The present study was undertaken to elucidate the effects of a new synthesized phenylpiperazine derivative SGB-1534 on mean arterial blood pressure and heart rate in stroke-prone spontaneously hypertensive rats(SHRSP). SGB-1534 (0.05 and 0.5 mg/kg, i.v.) produced a significantly greater decrease in mean arterial blood pressure in SHRSP than in normotensive Wistar Kyoto rats(WKY). Heart rate also tended to decrease in parallel with the decrease in mean arterial blood pressure in SHRSP. In this study, it was revealed that SGB-1534 has an antihypertensive effect in SHRSP. An attempt was made to elucidate the hypotensive mechanism of SGB-1534 using WKY. SGB-1534 (0.5 mg/kg, i.v.) significantly inhibited pressor responses to norepinephrine (5 micrograms/kg, i.v.) and methoxamine (50 micrograms/kg, i.v.). SGB-1534 (0.5 mg/kg, i.v.) did not affect the preganglionic sympathetic adrenal nerve activity. The present findings suggest that the action site of SGB-1534 is not in the central nervous system, but in the peripheral alpha 1-adrenoceptors in rats.
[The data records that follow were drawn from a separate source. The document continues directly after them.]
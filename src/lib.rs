pub mod cli;
pub mod config;
pub mod error;
pub mod generator;
pub mod i18n;
pub mod llm;
pub mod logging;
pub mod server;
pub mod session;
pub mod sources;
pub mod types;

// Re-export commonly used types
pub use config::Config;
pub use error::CompareError;
pub use generator::context::GeneratorContext;
pub use generator::workflow::{ComparisonWorkflow, run_guarded};
pub use server::{AppState, build_router};
pub use types::{ComparisonRequest, ComparisonResult, ProductRecord};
本研究旨在阐明一种新合成的苯基哌嗪衍生物SGB - 1534对易患中风的自发性高血压大鼠(SHRSP)平均动脉血压和心率的影响。SGB - 1534(0.05和0.5毫克/千克,静脉注射)使SHRSP的平均动脉血压下降幅度显著大于正常血压的Wistar Kyoto大鼠(WKY)。在SHRSP中,心率也倾向于随平均动脉血压的下降而平行降低。在本研究中,发现SGB - 1534对SHRSP有降压作用。尝试使用WKY阐明SGB - 1534的降压机制。SGB - 1534(0.5毫克/千克,静脉注射)显著抑制了对去甲肾上腺素(5微克/千克,静脉注射)和甲氧明(50微克/千克,静脉注射)的升压反应。SGB - 1534(0.5毫克/千克,静脉注射)不影响节前交感肾上腺神经活动。目前的研究结果表明,SGB - 1534的作用部位不在中枢神经系统,而在大鼠的外周α1 - 肾上腺素能受体。